As Ludwig Wittgenstein preached, there is a rhinoceros in the room – the power vacuum ( though, perhaps, it was only informal) in the Baltics has ended with the triumph of NATO. After eventual, possibly hand-twisting, Hungarian and Turkish ratification, Finland and Sweden will be NATO members, leaving Kaliningrad the only permanent entity on the Baltic sea outside of the organisation. The Gulf of Finland separates Saint-Petersburg both territorially and also seasonally, it freezes in winter, blocking access to the sea. Russia never had full dominance in the region, in fact, that is among the country’s biggest historical and geopolitical insecurities – being a landpower, according to Mackinder’s vocabulary.
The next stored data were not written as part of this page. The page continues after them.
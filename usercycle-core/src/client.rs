//! Usercycle client: record events, replay the queue
//!
//! ## Recording
//!
//! [`Client::record`] tries to deliver the event right away. If that fails,
//! or if the client runs in queue-only mode, the event is appended to
//! `usercycle_event.log` instead. Recording never returns an error: anything
//! that goes wrong ends up in `usercycle_error.log`.
//!
//! ## Draining
//!
//! [`Client::drain_queued_events`] renames the queue to a
//! `{epoch}.usercycle_send.log` snapshot, sends every line in order and
//! deletes the snapshot once the whole file has been read. Events recorded
//! while a drain runs go to a new queue file. A failed send is logged and the
//! drain moves on; a failure to read or delete the snapshot stops the drain
//! and leaves the snapshot on disk for [`Client::drain_stranded_snapshots`].

use std::path::{Path, PathBuf};

use chrono::{DateTime, Utc};
use serde_json::{Map, Value};

use crate::config::{ClientConfig, ClientOptions};
use crate::error::Result;
use crate::reporter::ErrorReporter;
use crate::store::{EventLogStore, LogKind};
use crate::transport::{classify, HttpTransport, Response, Transport};
use crate::types::{Event, HttpMethod, Properties, RequestRecord};

/// Outcome of draining one snapshot
#[derive(Debug, Default, Clone, PartialEq, Eq)]
pub struct DrainStats {
    /// Snapshot that was drained, if there was anything to drain
    pub snapshot: Option<PathBuf>,
    /// Requests sent to the API
    pub attempted: usize,
    /// Requests the API accepted
    pub delivered: usize,
    /// Requests that failed (already in the error log)
    pub failed: usize,
    /// Lines that were not valid queued requests
    pub malformed: usize,
    /// Whole snapshot read and deleted
    pub completed: bool,
}

/// Client for the Usercycle events API
pub struct Client<T = HttpTransport> {
    config: ClientConfig,
    transport: T,
    store: EventLogStore,
    reporter: ErrorReporter,
}

impl Client<HttpTransport> {
    /// Create a client talking to the real API
    ///
    /// Fails if the log directory is not writable.
    pub fn new(api_key: impl Into<String>, options: ClientOptions) -> Result<Self> {
        let config = ClientConfig::resolve(api_key, options)?;
        let transport = HttpTransport::new(&config)?;
        Ok(Self::with_transport(config, transport))
    }
}

impl<T: Transport> Client<T> {
    /// Create a client with a custom transport
    pub fn with_transport(config: ClientConfig, transport: T) -> Self {
        let store = EventLogStore::new(config.log_dir());
        let reporter = ErrorReporter::new(store.path(LogKind::Error), config.mirror_to_stderr());
        Self {
            config,
            transport,
            store,
            reporter,
        }
    }

    pub fn config(&self) -> &ClientConfig {
        &self.config
    }

    pub fn transport(&self) -> &T {
        &self.transport
    }

    pub fn store(&self) -> &EventLogStore {
        &self.store
    }

    /// Record a user action
    ///
    /// `occurred_at` defaults to now.
    pub fn record(
        &self,
        identity: &str,
        action: &str,
        properties: Properties,
        occurred_at: Option<DateTime<Utc>>,
    ) {
        let event = Event::new(identity, action, properties, occurred_at);
        self.record_event(&event);
    }

    /// Record a prebuilt event
    pub fn record_event(&self, event: &Event) {
        let request = RequestRecord::for_event(event);
        if let Err(e) = self.process_request(&request) {
            self.reporter.report(&e.to_string());
        }
    }

    fn process_request(&self, request: &RequestRecord) -> Result<()> {
        if self.config.queue_only() {
            return self.enqueue(request);
        }

        match self.send_event(request.method, &request.url, &request.data) {
            Ok(_) => Ok(()),
            // Already in the error log; keep the event for the next drain
            Err(_) => self.enqueue(request),
        }
    }

    fn enqueue(&self, request: &RequestRecord) -> Result<()> {
        let line = request.to_line()?;
        self.store.append(LogKind::Event, &line)?;
        tracing::debug!(url = %request.url, "Queued request for later delivery");
        Ok(())
    }

    /// Send one request now
    ///
    /// Failures are written to the error log before being returned.
    pub fn send_event(
        &self,
        method: HttpMethod,
        path: &str,
        data: &Map<String, Value>,
    ) -> Result<Response> {
        let outcome = classify(self.transport.send(method, path, data));
        if let Err(e) = &outcome {
            self.reporter.report(&e.to_string());
        }
        outcome
    }

    /// Replay the queued events
    ///
    /// Does nothing when there is no queue file.
    pub fn drain_queued_events(&self) -> DrainStats {
        let mut stats = DrainStats::default();
        if !self.store.exists(LogKind::Event) {
            return stats;
        }

        match self.store.rotate() {
            Ok(Some(snapshot)) => self.drain_snapshot(&snapshot, &mut stats),
            Ok(None) => {}
            Err(e) => self.reporter.report(&e.to_string()),
        }
        stats
    }

    /// Replay snapshots left behind by drains that stopped early, oldest first
    pub fn drain_stranded_snapshots(&self) -> Vec<DrainStats> {
        let snapshots = match self.store.snapshots() {
            Ok(snapshots) => snapshots,
            Err(e) => {
                self.reporter.report(&e.to_string());
                return Vec::new();
            }
        };

        snapshots
            .iter()
            .map(|snapshot| {
                tracing::info!(snapshot = %snapshot.display(), "Replaying stranded snapshot");
                let mut stats = DrainStats::default();
                self.drain_snapshot(snapshot, &mut stats);
                stats
            })
            .collect()
    }

    fn drain_snapshot(&self, snapshot: &Path, stats: &mut DrainStats) {
        stats.snapshot = Some(snapshot.to_path_buf());
        if let Err(e) = self.replay(snapshot, stats) {
            self.reporter.report(&e.to_string());
        }
        tracing::info!(
            snapshot = %snapshot.display(),
            attempted = stats.attempted,
            delivered = stats.delivered,
            failed = stats.failed,
            malformed = stats.malformed,
            completed = stats.completed,
            "Drained queue snapshot"
        );
    }

    fn replay(&self, snapshot: &Path, stats: &mut DrainStats) -> Result<()> {
        for line in self.store.lines(snapshot)? {
            // Only I/O errors end the drain; a bad line is skipped
            let line = line?;
            if line.iter().all(u8::is_ascii_whitespace) {
                continue;
            }

            let decoded = std::str::from_utf8(&line)
                .map_err(|e| e.to_string())
                .and_then(|text| RequestRecord::from_line(text).map_err(|e| e.to_string()));
            let request = match decoded {
                Ok(request) => request,
                Err(reason) => {
                    stats.malformed += 1;
                    self.reporter
                        .report(&format!("skipping malformed queued request: {}", reason));
                    continue;
                }
            };

            stats.attempted += 1;
            match self.send_event(request.method, &request.url, &request.data) {
                Ok(_) => stats.delivered += 1,
                Err(_) => stats.failed += 1,
            }
        }

        self.store.remove(snapshot)?;
        stats.completed = true;
        Ok(())
    }
}
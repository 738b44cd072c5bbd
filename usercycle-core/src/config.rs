//! Configuration loading and management
//!
//! Configuration is loaded from `~/.config/usercycle/config.toml`. Every
//! setting is optional; the library is usable with nothing but an API key.
//!
//! This module follows the XDG Base Directory Specification:
//! - Config: `$XDG_CONFIG_HOME/usercycle/` (~/.config/usercycle/)
//! - State/Logs: `$XDG_STATE_HOME/usercycle/` (~/.local/state/usercycle/),
//!   unless `[logging] dir` points elsewhere
//!
//! ```toml
//! api_key = "uc_xxxxxxxxxxxx"
//!
//! [client]
//! host = "api.usercycle.com"
//! log_dir = "/var/spool/usercycle"
//! queue_only = true
//!
//! [logging]
//! level = "debug"
//! ```

use crate::error::{Error, Result};
use serde::Deserialize;
use std::fs::{self, OpenOptions};
use std::path::{Path, PathBuf};
use std::time::Duration;

/// Default API host
pub const DEFAULT_HOST: &str = "api.usercycle.com";

/// Default API port
pub const DEFAULT_PORT: u16 = 80;

/// API version segment in `/api/v{N}`
pub const API_VERSION: u32 = 1;

/// Header carrying the API key
pub const API_KEY_HEADER: &str = "X-Usercycle-API-Key";

const DEFAULT_CONNECT_TIMEOUT_SECS: u64 = 10;
const DEFAULT_TIMEOUT_SECS: u64 = 40;

/// Returns a best-effort home directory path.
fn home_dir() -> PathBuf {
    std::env::var_os("HOME")
        .map(PathBuf::from)
        .or_else(dirs::home_dir)
        .unwrap_or_else(|| PathBuf::from("."))
}

/// Returns XDG_CONFIG_HOME or ~/.config
fn xdg_config_home() -> PathBuf {
    std::env::var("XDG_CONFIG_HOME")
        .map(PathBuf::from)
        .unwrap_or_else(|_| home_dir().join(".config"))
}

/// Returns XDG_STATE_HOME or ~/.local/state
fn xdg_state_home() -> PathBuf {
    std::env::var("XDG_STATE_HOME")
        .map(PathBuf::from)
        .unwrap_or_else(|_| home_dir().join(".local/state"))
}

/// Main configuration struct
#[derive(Debug, Deserialize, Default)]
pub struct Config {
    /// API key (the command line takes precedence)
    #[serde(default)]
    pub api_key: Option<String>,

    /// Client options
    #[serde(default)]
    pub client: ClientOptions,

    /// Logging configuration
    #[serde(default)]
    pub logging: LoggingConfig,
}

/// Caller-supplied client options
///
/// Unset and empty values fall back to defaults when the client is built.
#[derive(Debug, Deserialize, Default, Clone)]
pub struct ClientOptions {
    /// Directory holding the queue and error logs (default: OS temp dir)
    pub log_dir: Option<PathBuf>,

    /// Never call the API while recording; queue everything for a later drain
    pub queue_only: Option<bool>,

    /// API host, optionally with a scheme (default: `api.usercycle.com`)
    pub host: Option<String>,

    /// API port (default: 80)
    pub port: Option<u16>,

    /// Connect timeout in seconds (default: 10)
    pub connect_timeout_secs: Option<u64>,

    /// Total request timeout in seconds (default: 40)
    pub timeout_secs: Option<u64>,

    /// Mirror error log lines to stderr (default: true)
    pub mirror_to_stderr: Option<bool>,
}

impl ClientOptions {
    pub fn with_log_dir(mut self, log_dir: impl Into<PathBuf>) -> Self {
        self.log_dir = Some(log_dir.into());
        self
    }

    pub fn with_queue_only(mut self, queue_only: bool) -> Self {
        self.queue_only = Some(queue_only);
        self
    }

    pub fn with_host(mut self, host: impl Into<String>) -> Self {
        self.host = Some(host.into());
        self
    }

    pub fn with_port(mut self, port: u16) -> Self {
        self.port = Some(port);
        self
    }

    pub fn with_mirror_to_stderr(mut self, mirror: bool) -> Self {
        self.mirror_to_stderr = Some(mirror);
        self
    }

    /// Overlay `other` on top of `self`; set values in `other` win
    pub fn merge(self, other: ClientOptions) -> Self {
        Self {
            log_dir: other.log_dir.or(self.log_dir),
            queue_only: other.queue_only.or(self.queue_only),
            host: other.host.or(self.host),
            port: other.port.or(self.port),
            connect_timeout_secs: other.connect_timeout_secs.or(self.connect_timeout_secs),
            timeout_secs: other.timeout_secs.or(self.timeout_secs),
            mirror_to_stderr: other.mirror_to_stderr.or(self.mirror_to_stderr),
        }
    }
}

/// Resolved, validated client configuration
///
/// Built once per client and never changed afterwards.
#[derive(Debug, Clone)]
pub struct ClientConfig {
    api_key: String,
    host: String,
    port: u16,
    log_dir: PathBuf,
    queue_only: bool,
    connect_timeout: Duration,
    timeout: Duration,
    mirror_to_stderr: bool,
}

impl ClientConfig {
    /// Apply defaults to `options` and check that the log directory is writable
    pub fn resolve(api_key: impl Into<String>, options: ClientOptions) -> Result<Self> {
        let log_dir = options
            .log_dir
            .filter(|dir| !dir.as_os_str().is_empty())
            .unwrap_or_else(std::env::temp_dir);
        let host = options
            .host
            .map(|host| host.trim().to_string())
            .filter(|host| !host.is_empty())
            .unwrap_or_else(|| DEFAULT_HOST.to_string());
        let port = options
            .port
            .filter(|port| *port != 0)
            .unwrap_or(DEFAULT_PORT);

        ensure_writable(&log_dir)?;

        Ok(Self {
            api_key: api_key.into(),
            host,
            port,
            log_dir,
            queue_only: options.queue_only.unwrap_or(false),
            connect_timeout: Duration::from_secs(
                options
                    .connect_timeout_secs
                    .unwrap_or(DEFAULT_CONNECT_TIMEOUT_SECS),
            ),
            timeout: Duration::from_secs(options.timeout_secs.unwrap_or(DEFAULT_TIMEOUT_SECS)),
            mirror_to_stderr: options.mirror_to_stderr.unwrap_or(true),
        })
    }

    pub fn api_key(&self) -> &str {
        &self.api_key
    }

    pub fn host(&self) -> &str {
        &self.host
    }

    pub fn port(&self) -> u16 {
        self.port
    }

    pub fn log_dir(&self) -> &Path {
        &self.log_dir
    }

    pub fn queue_only(&self) -> bool {
        self.queue_only
    }

    pub fn connect_timeout(&self) -> Duration {
        self.connect_timeout
    }

    pub fn timeout(&self) -> Duration {
        self.timeout
    }

    pub fn mirror_to_stderr(&self) -> bool {
        self.mirror_to_stderr
    }

    /// API root, e.g. `http://api.usercycle.com/api/v1`
    ///
    /// The port is only spelled out when it differs from 80. A host that
    /// already carries a scheme keeps it.
    pub fn base_url(&self) -> String {
        let host = self.host.trim_end_matches('/');
        let (scheme, host) = host.split_once("://").unwrap_or(("http", host));
        if self.port == DEFAULT_PORT {
            format!("{}://{}/api/v{}", scheme, host, API_VERSION)
        } else {
            format!("{}://{}:{}/api/v{}", scheme, host, self.port, API_VERSION)
        }
    }
}

/// Fail unless `dir` is an existing directory we can create files in
fn ensure_writable(dir: &Path) -> Result<()> {
    let not_writable = || Error::Config(format!("Could not open {} for writing", dir.display()));

    let metadata = fs::metadata(dir).map_err(|_| not_writable())?;
    if !metadata.is_dir() {
        return Err(not_writable());
    }

    let check_file = dir.join(format!(".usercycle-write-check-{}", std::process::id()));
    OpenOptions::new()
        .write(true)
        .create(true)
        .truncate(true)
        .open(&check_file)
        .map_err(|_| not_writable())?;
    if let Err(e) = fs::remove_file(&check_file) {
        tracing::warn!(
            file = %check_file.display(),
            error = %e,
            "Failed to remove log directory write-check file"
        );
    }
    Ok(())
}

/// Logging configuration
#[derive(Debug, Deserialize)]
pub struct LoggingConfig {
    /// Log level (trace, debug, info, warn, error)
    #[serde(default = "default_log_level")]
    pub level: String,

    /// Directory for the drain's diagnostic logs (default: state dir)
    #[serde(default)]
    pub dir: Option<PathBuf>,

    /// Maximum number of daily log files to keep
    #[serde(default = "default_max_log_files")]
    pub max_files: usize,
}

impl Default for LoggingConfig {
    fn default() -> Self {
        Self {
            level: default_log_level(),
            dir: None,
            max_files: default_max_log_files(),
        }
    }
}

impl LoggingConfig {
    /// Where diagnostic logs are written
    pub fn log_dir(&self) -> PathBuf {
        self.dir
            .clone()
            .filter(|dir| !dir.as_os_str().is_empty())
            .unwrap_or_else(Config::state_dir)
    }
}

fn default_log_level() -> String {
    "info".to_string()
}

fn default_max_log_files() -> usize {
    7
}

impl Config {
    /// Load configuration from the default path
    pub fn load() -> Result<Self> {
        let config_path = Self::config_path();

        if !config_path.exists() {
            tracing::info!("No config file found at {:?}, using defaults", config_path);
            return Ok(Config::default());
        }

        Self::load_from(&config_path)
    }

    /// Load configuration from a specific path
    pub fn load_from(path: &Path) -> Result<Self> {
        let content = std::fs::read_to_string(path)
            .map_err(|e| Error::Config(format!("failed to read config file {:?}: {}", path, e)))?;

        let config: Config = toml::from_str(&content)
            .map_err(|e| Error::Config(format!("failed to parse config: {}", e)))?;

        Ok(config)
    }

    /// Returns the default config file path
    ///
    /// `$XDG_CONFIG_HOME/usercycle/config.toml` (~/.config/usercycle/config.toml)
    pub fn config_path() -> PathBuf {
        xdg_config_home().join("usercycle").join("config.toml")
    }

    /// Returns the state directory path (for diagnostic logs)
    ///
    /// `$XDG_STATE_HOME/usercycle/` (~/.local/state/usercycle/)
    pub fn state_dir() -> PathBuf {
        xdg_state_home().join("usercycle")
    }
}

#[cfg(test)]
mod tests {
    use super::*;
    use tempfile::TempDir;

    #[test]
    fn test_default_config() {
        let config = Config::default();
        assert!(config.api_key.is_none());
        assert!(config.client.host.is_none());
        assert_eq!(config.logging.level, "info");
        assert_eq!(config.logging.max_files, 7);
        assert_eq!(config.logging.log_dir(), Config::state_dir());
    }

    #[test]
    fn test_parse_config() {
        let toml = r#"
api_key = "uc_test"

[client]
host = "collector.internal"
port = 8080
log_dir = "/var/spool/usercycle"
queue_only = true

[logging]
level = "debug"
dir = "/var/log/usercycle"
max_files = 3
"#;
        let config: Config = toml::from_str(toml).unwrap();

        assert_eq!(config.api_key.as_deref(), Some("uc_test"));
        assert_eq!(config.client.host.as_deref(), Some("collector.internal"));
        assert_eq!(config.client.port, Some(8080));
        assert_eq!(
            config.client.log_dir,
            Some(PathBuf::from("/var/spool/usercycle"))
        );
        assert_eq!(config.client.queue_only, Some(true));
        assert_eq!(config.logging.level, "debug");
        assert_eq!(config.logging.log_dir(), PathBuf::from("/var/log/usercycle"));
        assert_eq!(config.logging.max_files, 3);
    }

    #[test]
    fn test_resolve_defaults() {
        let dir = TempDir::new().unwrap();
        let config =
            ClientConfig::resolve("key", ClientOptions::default().with_log_dir(dir.path()))
                .unwrap();

        assert_eq!(config.api_key(), "key");
        assert_eq!(config.host(), DEFAULT_HOST);
        assert_eq!(config.port(), DEFAULT_PORT);
        assert!(!config.queue_only());
        assert!(config.mirror_to_stderr());
        assert_eq!(config.connect_timeout(), Duration::from_secs(10));
        assert_eq!(config.timeout(), Duration::from_secs(40));
        assert_eq!(config.base_url(), "http://api.usercycle.com/api/v1");
    }

    #[test]
    fn test_resolve_treats_empty_values_as_unset() {
        let dir = TempDir::new().unwrap();
        let options = ClientOptions::default()
            .with_log_dir(dir.path())
            .with_host("  ")
            .with_port(0);
        let config = ClientConfig::resolve("key", options).unwrap();

        assert_eq!(config.host(), DEFAULT_HOST);
        assert_eq!(config.port(), DEFAULT_PORT);
    }

    #[test]
    fn test_resolve_rejects_missing_log_dir() {
        let dir = TempDir::new().unwrap();
        let missing = dir.path().join("does-not-exist");
        let err = ClientConfig::resolve("key", ClientOptions::default().with_log_dir(&missing))
            .unwrap_err();

        assert!(matches!(err, Error::Config(_)));
        assert!(err.to_string().contains("does-not-exist"));
    }

    #[test]
    fn test_resolve_rejects_file_as_log_dir() {
        let dir = TempDir::new().unwrap();
        let file = dir.path().join("plain-file");
        std::fs::write(&file, "x").unwrap();

        let result = ClientConfig::resolve("key", ClientOptions::default().with_log_dir(&file));
        assert!(matches!(result, Err(Error::Config(_))));
    }

    #[test]
    fn test_writability_check_leaves_no_files() {
        let dir = TempDir::new().unwrap();
        ClientConfig::resolve("key", ClientOptions::default().with_log_dir(dir.path())).unwrap();

        assert_eq!(std::fs::read_dir(dir.path()).unwrap().count(), 0);
    }

    #[test]
    fn test_base_url_with_port_and_scheme() {
        let dir = TempDir::new().unwrap();
        let options = ClientOptions::default()
            .with_log_dir(dir.path())
            .with_host("https://staging.usercycle.com/")
            .with_port(8443);
        let config = ClientConfig::resolve("key", options).unwrap();

        assert_eq!(config.base_url(), "https://staging.usercycle.com:8443/api/v1");
    }

    #[test]
    fn test_merge_prefers_overlay() {
        let base = ClientOptions::default()
            .with_host("from-config")
            .with_port(8080)
            .with_queue_only(true);
        let merged = base.merge(ClientOptions::default().with_host("from-cli"));

        assert_eq!(merged.host.as_deref(), Some("from-cli"));
        assert_eq!(merged.port, Some(8080));
        assert_eq!(merged.queue_only, Some(true));
    }
}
The importance of the change is this obvious and public shift in power – Russia will feel ‘cornered’. And this idea of being ‘cornered’ is a crucial part of Russian propaganda – ‘we were left with no choice’, ‘the whole world is against us’ – are Putin’s main sentiments. And the groundwork for this sentiment to be reciprocated has been in progression since 2014. Kaliningrad became heavily militarized. Previously, as the person from the oblast, you felt no overwhelming military presence. We knew we had a fleet, but it was ‘there’, by the sea. We had the young cadets walk around the city in their impeccably ironed uniform but a 12-year-old boy in a blue uniform with a peaked cap comes across as endearing. In fact, a city, which is so nostalgic about its past, constantly comparing everything to ‘how it used to be in Germany’ and constantly renovates the buildings to ‘make them look as before’, the harmless boys walking around in an article of old fashioned clothing seem to be an organic addition.



But in the post-Krimea Kaliningrad, streets are filled with soldiers. At first, it was unsettling but one gets used to it. Moreover, in an economically strangled region, the military is arguably the only social lift at one’s exposal. I attempted to gather some statistics about unemployment but governmental sources vary greatly, around 37000[1] unemployed is the most recurring number. According to this source, 5.2% [2] in the 2nd quarter of 2020 were unemployed, and the number was only bound to grow after the war. The dearth of job opportunities is an unescapable talk in elevators, taxis and bars. The military provides jobs, thus its presence breeds content. This content is further reinforced by propaganda. Propaganda’s effect is greater now than ever. The idea of the EU being evil is likelier to succeed when there is no access to the EU. Prior to COVID and war, one would wait two-three, sometimes five hours, to cross the border. No matter the wait, people would go and see for themselves that, in fact, Europe is not evil. It is a place with better food, better clothes, better roads, better concerts and people, who smile. That image is no longer in place. It is been three years since the public had access to travelling. So the overwhelming support in favour of being part of the ‘collective West’ will have to be manufactured.

Russia is infamous for not letting its territories go, so expecting a referendum or the possibility of a ‘way out’ for Kaliningrad is out of the question. Unless there is an active campaign offering Kaliningraders an opportunity to join the European community, it will not cross the mind of the oblast. Accordingly, NATO’s dominance in the Baltics will not be decisive in the future of the region. My guess would be that on the contrary, it could provoke Kremlin’s more draconian policies and propaganda narrative, decreasing the chances of independence.

The short and most correct answer to Kaliningrad’s future is: there is no knowing, too many factors will have a say. One thing is certain, however, Kaliningrad’s future will be an interesting one to follow.